SUGender’da büyük bir keyif alarak dahil olduğum bir başka proje de Cins Adımlar oldu. 2014 yılından beri yine SUGender bünyesinde devam eden Cins Adımlar projesi bir feminist hafıza yürüyüşü projesi ve İstanbul’u feminist ve toplumsal cinsiyet odaklı bir mercekle adımlamak, böylece şehrin başka türlü belki de göz ardı edilebilecek hikayelerinin peşinden gitmek amacını taşıyor. İstiklal Caddesi üzerindeki MEŞHER’de 2021’in sonlarına doğru açılan “Sanatçı Kadınların Yüzyılı” sergisi ile birlikte Cins Adımlar da “Sanatçı Kadınların İzinde Beyoğlu” isimli bir yürüyüş rotası hazırladı. Ben de bu rotada hikaye anlatıcısı oldum ve Ermeni bir kadın stüdyo fotoğrafçısı olan Maryam Şahinyan hakkında oluşturduğum hikayeyi, stüdyosunun bir zamanlar bulunduğu Galatasaray Meydanı’nda katılımcılarla paylaştım. Bu süreç benim için oldukça keyifliydi. Zira yüksek lisans tezimi de Maryam Şahinyan üzerine yazdım ve bu iki süreç birbirinden karşılıklı olarak beslenmiş oldu. Tezimde genel hatlarıyla Maryam Şahinyan’ın ve stüdyo fotoğraf arşivindeki fotoğrafların günümüzde ne şekillerde dolaşıma girdiği, kimlerce ne şekillerde anlamlandırıldığı ve ne tür hatırlama pratiklerine vesile olduklarına odaklandım. Bu hatırlayış biçimlerinin toplumsal cinsiyet ve kimlik gibi konularla ilişkisini ele aldım.

-Toronto Üniversitesindeki Kadın ve Toplumsal Cinsiyet Çalışmaları programına kabul aldınız. Bize biraz başvuru ve kabul sürecinizi anlatabilir misiniz? Ayrıca bu programda hangi konularda çalışmalar yapacaksınız?

Sabancı Üniversitesi’ndeki yüksek lisans eğitimimin ilk yılının ardından, doktora için başvurmak istediğim programların da pandeminin ilk zamanlarından sonra yeniden öğrenci kabul etmeye başlamasıyla birlikte bu sürece girmeye karar verdim. Bu başvurular için kafamda belli bir konu ve özellikle başvurmayı düşündüğüm bazı okullar vardı fakat tabii bu süreçte Sabancı Üniversitesi’ndeki hocalarımdan aldığım geri dönüşler ve öneriler de çok değerli ve yol gösterici oldu.

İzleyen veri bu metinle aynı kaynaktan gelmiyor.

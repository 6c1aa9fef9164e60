//! Free-look camera.
//!
//! The camera keeps yaw and pitch in degrees and derives an orthonormal
//! forward/right/up basis from them whenever the orientation changes. Mouse
//! motion is fed in either as raw deltas or as absolute cursor positions.

use cgmath::{Deg, InnerSpace, Matrix4, Point3, Rad, Vector3};

pub const WORLD_UP: Vector3<f32> = Vector3::new(0.0, 1.0, 0.0);
pub const PITCH_LIMIT: f32 = 89.0;
pub const FOV_LIMITS: (f32, f32) = (1.0, 120.0);

/// wgpu clip space has z in [0, 1] where OpenGL uses [-1, 1].
#[rustfmt::skip]
pub const OPENGL_TO_WGPU_MATRIX: Matrix4<f32> = Matrix4::new(
    1.0, 0.0, 0.0, 0.0,
    0.0, 1.0, 0.0, 0.0,
    0.0, 0.0, 0.5, 0.0,
    0.0, 0.0, 0.5, 1.0,
);

#[derive(Debug, Clone)]
pub struct Camera {
    position: Vector3<f32>,
    yaw: f32,
    pitch: f32,
    forward: Vector3<f32>,
    right: Vector3<f32>,
    up: Vector3<f32>,
    fov_h: f32,
    aspect: f32,
    near: f32,
    far: f32,
    last_cursor: Option<(f64, f64)>,
    pub clear_colour: wgpu::Color,
}

impl Camera {
    /// Creates a camera looking down -Z with the given horizontal fov in degrees.
    pub fn new(fov_h: f32) -> Self {
        let mut camera = Self {
            position: Vector3::new(0.0, 0.0, 0.0),
            yaw: -90.0,
            pitch: 0.0,
            forward: -Vector3::unit_z(),
            right: Vector3::unit_x(),
            up: WORLD_UP,
            fov_h: fov_h.clamp(FOV_LIMITS.0, FOV_LIMITS.1),
            aspect: 16.0 / 9.0,
            near: 0.1,
            far: 100.0,
            last_cursor: None,
            clear_colour: wgpu::Color::BLACK,
        };
        camera.update_basis();
        camera
    }

    pub fn set_clear_colour(&mut self, r: f64, g: f64, b: f64) {
        self.clear_colour = wgpu::Color { r, g, b, a: 1.0 };
    }

    pub fn set_position(&mut self, position: Vector3<f32>) {
        self.position = position;
    }

    pub fn position(&self) -> Vector3<f32> {
        self.position
    }

    pub fn translate(&mut self, translation: Vector3<f32>) {
        self.position += translation;
    }

    pub fn yaw(&self) -> f32 {
        self.yaw
    }

    pub fn pitch(&self) -> f32 {
        self.pitch
    }

    pub fn forward(&self) -> Vector3<f32> {
        self.forward
    }

    pub fn right(&self) -> Vector3<f32> {
        self.right
    }

    pub fn up(&self) -> Vector3<f32> {
        self.up
    }

    /// Sets yaw and pitch directly; pitch is clamped like mouse input.
    pub fn set_orientation(&mut self, yaw: f32, pitch: f32) {
        self.yaw = yaw;
        self.pitch = pitch.clamp(-PITCH_LIMIT, PITCH_LIMIT);
        self.update_basis();
    }

    /// Rotates by a mouse motion in pixels. Screen y grows downwards, so
    /// moving the mouse down pitches the view down.
    pub fn apply_mouse_delta(&mut self, dx: f64, dy: f64, sensitivity: f32) {
        let yaw = self.yaw + (dx as f32) * sensitivity;
        let pitch = self.pitch - (dy as f32) * sensitivity;
        self.set_orientation(yaw, pitch);
    }

    /// Rotates by the offset between `(x, y)` and the previously seen cursor
    /// position. The first sample only records the position.
    pub fn apply_cursor(&mut self, x: f64, y: f64, sensitivity: f32) {
        if let Some((last_x, last_y)) = self.last_cursor.replace((x, y)) {
            self.apply_mouse_delta(x - last_x, y - last_y, sensitivity);
        }
    }

    fn update_basis(&mut self) {
        let (yaw, pitch) = (Rad::from(Deg(self.yaw)), Rad::from(Deg(self.pitch)));
        let forward = Vector3::new(
            yaw.0.cos() * pitch.0.cos(),
            pitch.0.sin(),
            yaw.0.sin() * pitch.0.cos(),
        )
        .normalize();
        let right = forward.cross(WORLD_UP).normalize();
        self.up = right.cross(forward);
        self.right = right;
        self.forward = forward;
    }

    /// Horizontal field of view in degrees.
    pub fn fov_h(&self) -> f32 {
        self.fov_h
    }

    /// Vertical field of view in degrees, derived from the horizontal one and the aspect ratio.
    pub fn fov_v(&self) -> f32 {
        let half_h = Rad::from(Deg(self.fov_h)).0 * 0.5;
        Deg::from(Rad(2.0 * (half_h.tan() / self.aspect).atan())).0
    }

    pub fn modify_fov_h(&mut self, delta: f32) {
        self.fov_h = (self.fov_h + delta).clamp(FOV_LIMITS.0, FOV_LIMITS.1);
    }

    pub fn aspect_ratio(&self) -> f32 {
        self.aspect
    }

    /// Updates the aspect ratio from a framebuffer size. Zero sizes (a
    /// minimised window) are ignored.
    pub fn resize(&mut self, width: u32, height: u32) {
        if width > 0 && height > 0 {
            self.set_aspect_ratio(width as f32 / height as f32);
        }
    }

    pub fn set_aspect_ratio(&mut self, aspect: f32) {
        if aspect.is_finite() && aspect > 0.0 {
            self.aspect = aspect;
        }
    }

    pub fn view_matrix(&self) -> Matrix4<f32> {
        let eye = Point3::new(self.position.x, self.position.y, self.position.z);
        Matrix4::look_to_rh(eye, self.forward, self.up)
    }

    pub fn projection_matrix(&self) -> Matrix4<f32> {
        OPENGL_TO_WGPU_MATRIX * cgmath::perspective(Deg(self.fov_v()), self.aspect, self.near, self.far)
    }

    pub fn view_projection(&self) -> Matrix4<f32> {
        self.projection_matrix() * self.view_matrix()
    }
}

impl Default for Camera {
    fn default() -> Self {
        Self::new(75.0)
    }
}

#[repr(C)]
#[derive(Debug, Copy, Clone, bytemuck::Pod, bytemuck::Zeroable)]
pub struct CameraUniform {
    view_position: [f32; 4],
    view_proj: [[f32; 4]; 4],
}

impl CameraUniform {
    pub fn new() -> Self {
        use cgmath::SquareMatrix;
        Self {
            view_position: [0.0; 4],
            view_proj: Matrix4::identity().into(),
        }
    }

    pub fn update_view_proj(&mut self, camera: &Camera) {
        self.view_position = camera.position().extend(1.0).into();
        self.view_proj = camera.view_projection().into();
    }
}

impl Default for CameraUniform {
    fn default() -> Self {
        Self::new()
    }
}

#[cfg(test)]
mod tests {
    use super::*;

    #[test]
    fn first_cursor_sample_does_not_rotate() {
        let mut camera = Camera::default();
        camera.apply_cursor(400.0, 300.0, 0.05);
        assert_eq!(camera.yaw(), -90.0);
        assert_eq!(camera.pitch(), 0.0);

        camera.apply_cursor(420.0, 300.0, 0.05);
        assert!((camera.yaw() - -89.0).abs() < 1e-5);
    }

    #[test]
    fn default_camera_looks_down_negative_z() {
        let camera = Camera::default();
        assert!((camera.forward() - Vector3::new(0.0, 0.0, -1.0)).magnitude() < 1e-5);
        assert!((camera.right() - Vector3::new(1.0, 0.0, 0.0)).magnitude() < 1e-5);
        assert!((camera.up() - WORLD_UP).magnitude() < 1e-5);
    }
}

Burada özellikle tez danışmanım Hülya Adak’ın ve yine Kültürel Çalışmalar programından Ayşe Gül Altınay’ın isimlerini anmak isterim bu süreçteki yardımları için. Ben Amerika ve Kanada’daki okullara başvurdum ve bu ülkelerdeki okulların başvuru süreçleri genellikle programlarına başlamak istediğiniz zamandan bir sene öncesinden itibaren başladığı için başvuru oldukça uzun bir süreç oluyor. Bu süreçte gitmek istediğim okullarda birlikte çalışabileceğim hocalardan da görüşlerini alarak başvurularımı buna göre şekillendirip son hallerini verdim. Bu senenin Şubat-Mart aylarında okullardan başvurularıma cevaplar gelmeye başladı ve Toronto Üniversitesi’nin Kadın ve Toplumsal Cinsiyet Çalışmaları bölümü ile New York Üniversitesi’nin Orta Doğu ve İslam Çalışmaları bölümünün Kültürel Çalışmalar programından kabul aldığımı öğrendim. Çalışmak istediğim konu için Toronto Üniversitesi’nin daha doğru bir seçenek olduğuna karar verince, oradan gelen teklifi kabul ettim. Doktora eğitimim sırasında Türkiye’de queer toplulukların ve siyasetin yaratıcılıkla kurduğu ilişkiye, toplumsal ve politik alternatifleri ne şekillerde kurguladıkları ve tasavvur ettiklerine ve özellikle de queer bir mizahın bu süreçlerdeki rolüne odaklanmayı hedefliyorum.

-Sabancı Üniversitesi’ndeki günlerinize gidecek olursak, almış olduğunuz eğitimden, üniversitedeki sosyal yaşama kadar neler söylersiniz?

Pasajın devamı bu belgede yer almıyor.